__TASK TO CARRY OUT__: Every entry needs to be reproduced exactly.

__RECORDS TO USE__:
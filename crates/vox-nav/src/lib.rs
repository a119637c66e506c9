//! vox Navigation Engine
//!
//! Moves a virtual cursor over a DOM at a chosen granularity and describes
//! each move for speech and braille.
//!
//! Features:
//! - Object, group, line, sentence, word and character walkers
//! - MathML navigation with vertical moves into subexpressions
//! - Semantic jumps (next heading, link, form field, ...)
//! - Context, earcons and braille for every transition
//! - A navigation manager that owns the cursor and applies wrap policy

pub mod braille;
pub mod commands;
pub mod config;
pub mod cursor;
pub mod description;
pub mod earcon;
pub mod error;
pub mod find;
pub mod group;
pub mod manager;
pub mod math;
pub mod object;
pub mod output;
pub mod segment;
pub mod selection;
pub mod traverse;
pub mod walker;

pub use braille::NavBraille;
pub use commands::{BrailleCommand, KeyboardShortcut, NavCommand, ShortcutRegistry};
pub use config::{MAX_STEPS, NavConfig, Verbosity, WrapPolicy};
pub use cursor::{Cursor, CursorSelection};
pub use description::NavDescription;
pub use earcon::Earcon;
pub use error::{ConfigError, NavError, NavResult};
pub use find::{find_next, find_predicate};
pub use group::{BareGroupWalker, GroupWalker};
pub use manager::{MoveOutcome, NavOutput, NavState, NavigationManager};
pub use math::{EdgeState, MathShifter, MathWalker, MathWalkerKind};
pub use object::{BareObjectWalker, ObjectWalker};
pub use output::{BrailleDisplay, Earcons, NullOutput, QueueMode, Speech, SpeechProperties};
pub use segment::TextGrain;
pub use selection::SelectionWalker;
pub use walker::{Direction, Granularity, Walker};
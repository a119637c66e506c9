//! Document - High-level document API

use crate::{DomTree, NodeId};

/// HTML Document
#[derive(Debug)]
pub struct Document {
    /// The DOM tree
    pub tree: DomTree,
    /// Document URL
    url: String,
    /// Cached reference to <html> element
    html_element: NodeId,
    /// Cached reference to <head> element
    head_element: NodeId,
    /// Cached reference to <body> element
    body_element: NodeId,
}

impl Document {
    /// Create a new document with an empty html/head/body skeleton
    pub fn new(url: &str) -> Self {
        let mut tree = DomTree::new();

        let html = tree.create_element("html");
        let head = tree.create_element("head");
        let body = tree.create_element("body");

        // Fresh nodes under a fresh root cannot violate the hierarchy rules
        let _ = tree.append_child(tree.root(), html);
        let _ = tree.append_child(html, head);
        let _ = tree.append_child(html, body);

        Self {
            tree,
            url: url.to_string(),
            html_element: html,
            head_element: head,
            body_element: body,
        }
    }

    /// Create an empty document (no structure)
    pub fn empty(url: &str) -> Self {
        Self {
            tree: DomTree::new(),
            url: url.to_string(),
            html_element: NodeId::NONE,
            head_element: NodeId::NONE,
            body_element: NodeId::NONE,
        }
    }

    /// Locate html, head and body after the tree was built externally
    pub fn finalize(&mut self) {
        let tree = &self.tree;
        self.html_element = tree
            .element_children(tree.root())
            .find(|&id| tree.is_tag(id, "html"))
            .unwrap_or(NodeId::NONE);
        self.head_element = NodeId::NONE;
        self.body_element = NodeId::NONE;
        if self.html_element.is_valid() {
            for child in tree.element_children(self.html_element) {
                match tree.tag_name(child) {
                    Some("head") if !self.head_element.is_valid() => self.head_element = child,
                    Some("body") if !self.body_element.is_valid() => self.body_element = child,
                    _ => {}
                }
            }
        }
        tracing::debug!(
            "finalized document {}: html={} head={} body={}",
            self.url,
            self.html_element,
            self.head_element,
            self.body_element
        );
    }

    /// Get document URL
    pub fn url(&self) -> &str {
        &self.url
    }

    /// Get document title
    pub fn title(&self) -> String {
        if !self.head_element.is_valid() {
            return String::new();
        }
        self.tree
            .element_children(self.head_element)
            .find(|&id| self.tree.is_tag(id, "title"))
            .map(|id| self.tree.text_content(id).trim().to_string())
            .unwrap_or_default()
    }

    /// Get <html> element
    pub fn document_element(&self) -> NodeId {
        self.html_element
    }

    /// Get <head> element
    pub fn head(&self) -> NodeId {
        self.head_element
    }

    /// Get <body> element
    pub fn body(&self) -> NodeId {
        self.body_element
    }

    /// Node that bounds traversal: the body, or the document node when
    /// there is no body
    pub fn traversal_root(&self) -> NodeId {
        if self.body_element.is_valid() && self.tree.is_attached(self.body_element) {
            self.body_element
        } else {
            self.tree.root()
        }
    }

    /// Get element by ID
    pub fn get_element_by_id(&self, id: &str) -> Option<NodeId> {
        self.tree
            .descendants(self.tree.root())
            .find(|&node| self.tree.attribute(node, "id") == Some(id))
    }

    /// Access the DOM tree
    pub fn tree(&self) -> &DomTree {
        &self.tree
    }

    /// Access the DOM tree mutably
    pub fn tree_mut(&mut self) -> &mut DomTree {
        &mut self.tree
    }
}

impl Default for Document {
    fn default() -> Self {
        Self::new("about:blank")
    }
}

__ANSWER SPACE__:
filename crates/vox-nav/src/lib.rs
repository a119637c66e506c9
//! vox Navigation Engine
//!
//! Moves a virtual cursor over a DOM at a chosen granularity and describes
//! each move for speech and braille.
//!
//! Features:
//! - Object, group, line, sentence, word and character walkers
//! - MathML navigation with vertical moves into subexpressions
//! - Semantic jumps (next heading, link, form field, ...)
//! - Context, earcons and braille for every transition
//! - A navigation manager that owns the cursor and applies wrap policy

pub mod braille;
pub mod commands;
pub mod config;
pub mod cursor;
pub mod description;
pub mod earcon;
pub mod error;
pub mod find;
pub mod group;
pub mod manager;
pub mod math;
pub mod object;
pub mod output;
pub mod segment;
pub mod selection;
pub mod traverse;
pub mod walker;

pub use braille::NavBraille;
pub use commands::{BrailleCommand, KeyboardShortcut, NavCommand, ShortcutRegistry};
pub use config::{MAX_STEPS, NavConfig, Verbosity, WrapPolicy};
pub use cursor::{Cursor, CursorSelection};
pub use description::NavDescription;
pub use earcon::Earcon;
pub use error::{ConfigError, NavError, NavResult};
pub use find::{find_next, find_predicate};
pub use group::{BareGroupWalker, GroupWalker};
pub use manager::{MoveOutcome, NavOutput, NavState, NavigationManager};
pub use math::{EdgeState, MathShifter, MathWalker, MathWalkerKind};
pub use object::{BareObjectWalker, ObjectWalker};
pub use output::{BrailleDisplay, Earcons, NullOutput, QueueMode, Speech, SpeechProperties};
pub use segment::TextGrain;
pub use selection::SelectionWalker;
pub use walker::{Direction, Granularity, Walker};
repository a119637c66e506c9
//! Document - High-level document API

use crate::{DomTree, NodeId};

/// HTML Document
#[derive(Debug)]
pub struct Document {
    /// The DOM tree
    pub tree: DomTree,
    /// Document URL
    url: String,
    /// Cached reference to <html> element
    html_element: NodeId,
    /// Cached reference to <head> element
    head_element: NodeId,
    /// Cached reference to <body> element
    body_element: NodeId,
}

impl Document {
    /// Create a new document with an empty html/head/body skeleton
    pub fn new(url: &str) -> Self {
        let mut tree = DomTree::new();

        let html = tree.create_element("html");
        let head = tree.create_element("head");
        let body = tree.create_element("body");

        // Fresh nodes under a fresh root cannot violate the hierarchy rules
        let _ = tree.append_child(tree.root(), html);
        let _ = tree.append_child(html, head);
        let _ = tree.append_child(html, body);

        Self {
            tree,
            url: url.to_string(),
            html_element: html,
            head_element: head,
            body_element: body,
        }
    }

    /// Create an empty document (no structure)
    pub fn empty(url: &str) -> Self {
        Self {
            tree: DomTree::new(),
            url: url.to_string(),
            html_element: NodeId::NONE,
            head_element: NodeId::NONE,
            body_element: NodeId::NONE,
        }
    }

    /// Locate html, head and body after the tree was built externally
    pub fn finalize(&mut self) {
        let tree = &self.tree;
        self.html_element = tree
            .element_children(tree.root())
            .find(|&id| tree.is_tag(id, "html"))
            .unwrap_or(NodeId::NONE);
        self.head_element = NodeId::NONE;
        self.body_element = NodeId::NONE;
        if self.html_element.is_valid() {
            for child in tree.element_children(self.html_element) {
                match tree.tag_name(child) {
                    Some("head") if !self.head_element.is_valid() => self.head_element = child,
                    Some("body") if !self.body_element.is_valid() => self.body_element = child,
                    _ => {}
                }
            }
        }
        tracing::debug!(
            "finalized document {}: html={} head={} body={}",
            self.url,
            self.html_element,
            self.head_element,
            self.body_element
        );
    }

    /// Get document URL
    pub fn url(&self) -> &str {
        &self.url
    }

    /// Get document title
    pub fn title(&self) -> String {
        if !self.head_element.is_valid() {
            return String::new();
        }
        self.tree
            .element_children(self.head_element)
            .find(|&id| self.tree.is_tag(id, "title"))
            .map(|id| self.tree.text_content(id).trim().to_string())
            .unwrap_or_default()
    }

    /// Get <html> element
    pub fn document_element(&self) -> NodeId {
        self.html_element
    }

    /// Get <head> element
    pub fn head(&self) -> NodeId {
        self.head_element
    }

    /// Get <body> element
    pub fn body(&self) -> NodeId {
        self.body_element
    }

    /// Node that bounds traversal: the body, or the document node when
    /// there is no body
    pub fn traversal_root(&self) -> NodeId {
        if self.body_element.is_valid() && self.tree.is_attached(self.body_element) {
            self.body_element
        } else {
            self.tree.root()
        }
    }

    /// Get element by ID
    pub fn get_element_by_id(&self, id: &str) -> Option<NodeId> {
        self.tree
            .descendants(self.tree.root())
            .find(|&node| self.tree.attribute(node, "id") == Some(id))
    }

    /// Access the DOM tree
    pub fn tree(&self) -> &DomTree {
        &self.tree
    }

    /// Access the DOM tree mutably
    pub fn tree_mut(&mut self) -> &mut DomTree {
        &mut self.tree
    }
}

impl Default for Document {
    fn default() -> Self {
        Self::new("about:blank")
    }
}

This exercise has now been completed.